Pillé a una mujer tirando las flores de la tumba de mi madre. Entonces me dijo la verdad

Hablamos durante dos horas.

Al final sabía cosas sobre mi madre que no sabía: el nombre del hombre que había amado antes que mi padre, el banco donde trabajó en 1983, los meses de arroz y alubias, el regalo de los acentos, la discusión con Dolores y la reconciliación, la llamada telefónica del martes.

También sabía que era alergia a las rosas.

"¿Qué prefería?" Dije. "Para flores. Si no rosas blancas."

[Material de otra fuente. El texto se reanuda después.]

//! Outcome computation.
//!
//! For each trade the method's leading word implies the direction: an
//! "up…" trade wins for the creator iff exit > entry, a "down…" trade iff
//! exit < entry, and an exact touch is a push (valid but not a win).
//! Cancelled trades are excluded from both tallies. Creator wins on a
//! strict majority of valid trades, filler on a strict minority, and
//! anything else is a tie.

use windward_core::types::{Address, Outcome, Trade};

use crate::prices::ExitPrice;

enum Direction {
    Up,
    Down,
}

fn direction(method: &str) -> Option<Direction> {
    let word = method.split('_').next().unwrap_or(method);
    match word {
        "up" => Some(Direction::Up),
        "down" => Some(Direction::Down),
        _ => None,
    }
}

/// Tally a portfolio against its exit prices. `exit_prices[i]` resolves
/// trade `i`; the caller has already verified completeness.
pub fn compute_outcome(
    trades: &[Trade],
    exit_prices: &[ExitPrice],
    creator: Address,
    filler: Address,
) -> Outcome {
    let mut wins_count = 0u32;
    let mut valid_trades = 0u32;

    for (trade, exit) in trades.iter().zip(exit_prices) {
        let exit = match exit {
            ExitPrice::Price(p) => *p,
            ExitPrice::Cancelled => continue,
        };
        // A method with no recognizable direction cannot resolve either
        // way; treat it like a cancelled market.
        let Some(dir) = direction(&trade.method) else { continue };
        valid_trades += 1;
        let creator_won = match dir {
            Direction::Up => exit > trade.entry_price,
            Direction::Down => exit < trade.entry_price,
        };
        if creator_won {
            wins_count += 1;
        }
    }

    let doubled = wins_count * 2;
    let (winner, is_tie) = if doubled > valid_trades {
        (Some(creator), false)
    } else if doubled < valid_trades {
        (Some(filler), false)
    } else {
        (None, true)
    };

    Outcome { winner, wins_count, valid_trades, is_tie }
}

"Girasoles", dijo Dolores sin dudar. "Dijo que eran las flores más honestas. Miraban al sol, no fingían ser delicados y hacían feliz a la gente sin intentar impresionar."

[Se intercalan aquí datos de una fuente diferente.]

//! Per-dependency circuit breaker.
//!
//! CLOSED → OPEN when consecutive failures reach the threshold; OPEN →
//! HALF_OPEN automatically once the cooldown has elapsed since the last
//! failure; HALF_OPEN → CLOSED after enough consecutive successes, and back
//! to OPEN on any failure. While OPEN, calls are rejected with a typed
//! circuit-open error unless the caller supplied a fallback.

use std::future::Future;
use std::sync::Mutex;
use std::time::{Duration, Instant};

use serde::{Deserialize, Serialize};
use tracing::{info, warn};

use windward_core::constants::{
    BREAKER_COOLDOWN_SECS, BREAKER_FAILURE_THRESHOLD, BREAKER_SUCCESS_THRESHOLD,
};
use windward_core::error::WindwardError;

#[derive(Debug, Clone, Copy, PartialEq, Eq, Serialize, Deserialize)]
pub enum BreakerState {
    Closed,
    Open,
    HalfOpen,
}

impl BreakerState {
    pub fn label(&self) -> &'static str {
        match self {
            BreakerState::Closed => "CLOSED",
            BreakerState::Open => "OPEN",
            BreakerState::HalfOpen => "HALF_OPEN",
        }
    }
}

#[derive(Debug, Clone, Copy)]
pub struct BreakerConfig {
    pub failure_threshold: u32,
    pub cooldown: Duration,
    pub success_threshold: u32,
}

impl Default for BreakerConfig {
    fn default() -> Self {
        Self {
            failure_threshold: BREAKER_FAILURE_THRESHOLD,
            cooldown: Duration::from_secs(BREAKER_COOLDOWN_SECS),
            success_threshold: BREAKER_SUCCESS_THRESHOLD,
        }
    }
}

/// Externally visible counters and state for one breaker.
#[derive(Debug, Clone, Serialize, Deserialize)]
pub struct BreakerSnapshot {
    pub name: String,
    pub state: String,
    pub consecutive_failures: u32,
    pub total_calls: u64,
    pub total_failures: u64,
    pub total_successes: u64,
    pub times_opened: u64,
}

struct Inner {
    state: BreakerState,
    consecutive_failures: u32,
    half_open_successes: u32,
    last_failure: Option<Instant>,
    total_calls: u64,
    total_failures: u64,
    total_successes: u64,
    times_opened: u64,
}

pub struct CircuitBreaker {
    name: String,
    config: BreakerConfig,
    inner: Mutex<Inner>,
}

impl CircuitBreaker {
    pub fn new(name: impl Into<String>, config: BreakerConfig) -> Self {
        Self {
            name: name.into(),
            config,
            inner: Mutex::new(Inner {
                state: BreakerState::Closed,
                consecutive_failures: 0,
                half_open_successes: 0,
                last_failure: None,
                total_calls: 0,
                total_failures: 0,
                total_successes: 0,
                times_opened: 0,
            }),
        }
    }

    pub fn name(&self) -> &str {
        &self.name
    }

    /// Admit or reject a call. An OPEN breaker whose cooldown has elapsed
    /// transitions to HALF_OPEN and admits the probe.
    pub fn admit(&self) -> Result<(), WindwardError> {
        let mut inner = self.inner.lock().expect("breaker lock poisoned");
        inner.total_calls += 1;
        match inner.state {
            BreakerState::Closed | BreakerState::HalfOpen => Ok(()),
            BreakerState::Open => {
                let cooled = inner
                    .last_failure
                    .map(|t| t.elapsed() >= self.config.cooldown)
                    .unwrap_or(true);
                if cooled {
                    self.transition(&mut inner, BreakerState::HalfOpen, "cooldown elapsed");
                    Ok(())
                } else {
                    Err(WindwardError::CircuitOpen(self.name.clone()))
                }
            }
        }
    }

    pub fn record_success(&self) {
        let mut inner = self.inner.lock().expect("breaker lock poisoned");
        inner.total_successes += 1;
        match inner.state {
            BreakerState::Closed => inner.consecutive_failures = 0,
            BreakerState::HalfOpen => {
                inner.half_open_successes += 1;
                if inner.half_open_successes >= self.config.success_threshold {
                    self.transition(&mut inner, BreakerState::Closed, "probe succeeded");
                }
            }
            BreakerState::Open => {}
        }
    }

    pub fn record_failure(&self) {
        let mut inner = self.inner.lock().expect("breaker lock poisoned");
        inner.total_failures += 1;
        inner.last_failure = Some(Instant::now());
        match inner.state {
            BreakerState::Closed => {
                inner.consecutive_failures += 1;
                if inner.consecutive_failures >= self.config.failure_threshold {
                    self.transition(&mut inner, BreakerState::Open, "failure threshold reached");
                }
            }
            BreakerState::HalfOpen => {
                self.transition(&mut inner, BreakerState::Open, "probe failed");
            }
            BreakerState::Open => {}
        }
    }

    /// Run `op` through the breaker.
    pub async fn call<T, E, F, Fut>(&self, op: F) -> Result<T, WindwardError>
    where
        E: Into<WindwardError>,
        F: FnOnce() -> Fut,
        Fut: Future<Output = Result<T, E>>,
    {
        self.admit()?;
        match op().await {
            Ok(v) => {
                self.record_success();
                Ok(v)
            }
            Err(e) => {
                self.record_failure();
                Err(e.into())
            }
        }
    }

    /// Like [`call`], but an OPEN rejection yields `fallback` instead of an
    /// error. Real failures still surface.
    pub async fn call_or<T, E, F, Fut>(&self, fallback: T, op: F) -> Result<T, WindwardError>
    where
        E: Into<WindwardError>,
        F: FnOnce() -> Fut,
        Fut: Future<Output = Result<T, E>>,
    {
        match self.call(op).await {
            Err(WindwardError::CircuitOpen(name)) => {
                warn!(breaker = %name, "circuit open, returning fallback");
                Ok(fallback)
            }
            other => other,
        }
    }

    pub fn state(&self) -> BreakerState {
        self.inner.lock().expect("breaker lock poisoned").state
    }

    pub fn snapshot(&self) -> BreakerSnapshot {
        let inner = self.inner.lock().expect("breaker lock poisoned");
        BreakerSnapshot {
            name: self.name.clone(),
            state: inner.state.label().to_string(),
            consecutive_failures: inner.consecutive_failures,
            total_calls: inner.total_calls,
            total_failures: inner.total_failures,
            total_successes: inner.total_successes,
            times_opened: inner.times_opened,
        }
    }

    fn transition(&self, inner: &mut Inner, to: BreakerState, reason: &str) {
        let from = inner.state;
        if from == to {
            return;
        }
        inner.state = to;
        match to {
            BreakerState::Open => {
                inner.times_opened += 1;
                inner.half_open_successes = 0;
            }
            BreakerState::HalfOpen => inner.half_open_successes = 0,
            BreakerState::Closed => {
                inner.consecutive_failures = 0;
                inner.half_open_successes = 0;
            }
        }
        info!(
            breaker = %self.name,
            from = from.label(),
            to = to.label(),
            %reason,
            "breaker transition"
        );
    }
}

Pensé en las rosas que había estado trayendo.

Pensé en Dolores, viniendo a la tumba y encontrándolos, llevándoselos porque no soportaba la idea de que Ruth pasara la eternidad con algo que siempre la había incomodado.

"Has estado viniendo a visitarla", dije.

"Cada dos semanas", dijo Dolores. "Comimos de pie los últimos cuatro años antes de que muriera. Mantuve el hábito."

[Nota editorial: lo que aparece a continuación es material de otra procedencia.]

//! Atomic file persistence.
//!
//! Every persisted artifact (state, task queue, metrics, replicated
//! snapshots) is replaced via write-to-temp + rename so concurrent readers
//! never observe a truncated file.

use std::fs;
use std::io;
use std::path::Path;

/// Atomically replace `path` with `bytes`. The temp file lives in the same
/// directory so the rename stays on one filesystem.
pub fn write_atomic(path: &Path, bytes: &[u8]) -> io::Result<()> {
    let tmp = sibling_tmp(path);
    fs::write(&tmp, bytes)?;
    fs::rename(&tmp, path)
}

/// Atomically copy `src` to `dst` (read fully, then write-temp + rename).
pub fn copy_atomic(src: &Path, dst: &Path) -> io::Result<()> {
    let bytes = fs::read(src)?;
    write_atomic(dst, &bytes)
}

fn sibling_tmp(path: &Path) -> std::path::PathBuf {
    let mut name = path
        .file_name()
        .map(|n| n.to_os_string())
        .unwrap_or_else(|| "file".into());
    name.push(".tmp");
    path.with_file_name(name)
}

"Yo también vengo cada dos semanas", dije.

Nos miramos.

"Probablemente nos hemos estado perdiendo por horas", dije.

"Probablemente", dijo ella.

"¿Te gustaría venir alguna vez?" Dije. "Si no es tan raro."

Me miró un momento.

"No es tan extraño", dijo. "Probablemente a Ruth le parecería apropiado. Creía que las personas que amas deberían conocerse entre sí."

"Nunca nos presentó", dije.

"Iba a hacerlo", dijo Dolores. "Me lo dijo, en el último año. Dijo que nos iba a invitar a cenar a los dos y que nos obligaría a llevarnos bien. Murió antes de poder hacerlo."

"Al final se lo hizo", dije.

Dolores me miró.

"Supongo que sí", dijo. "A su ritmo."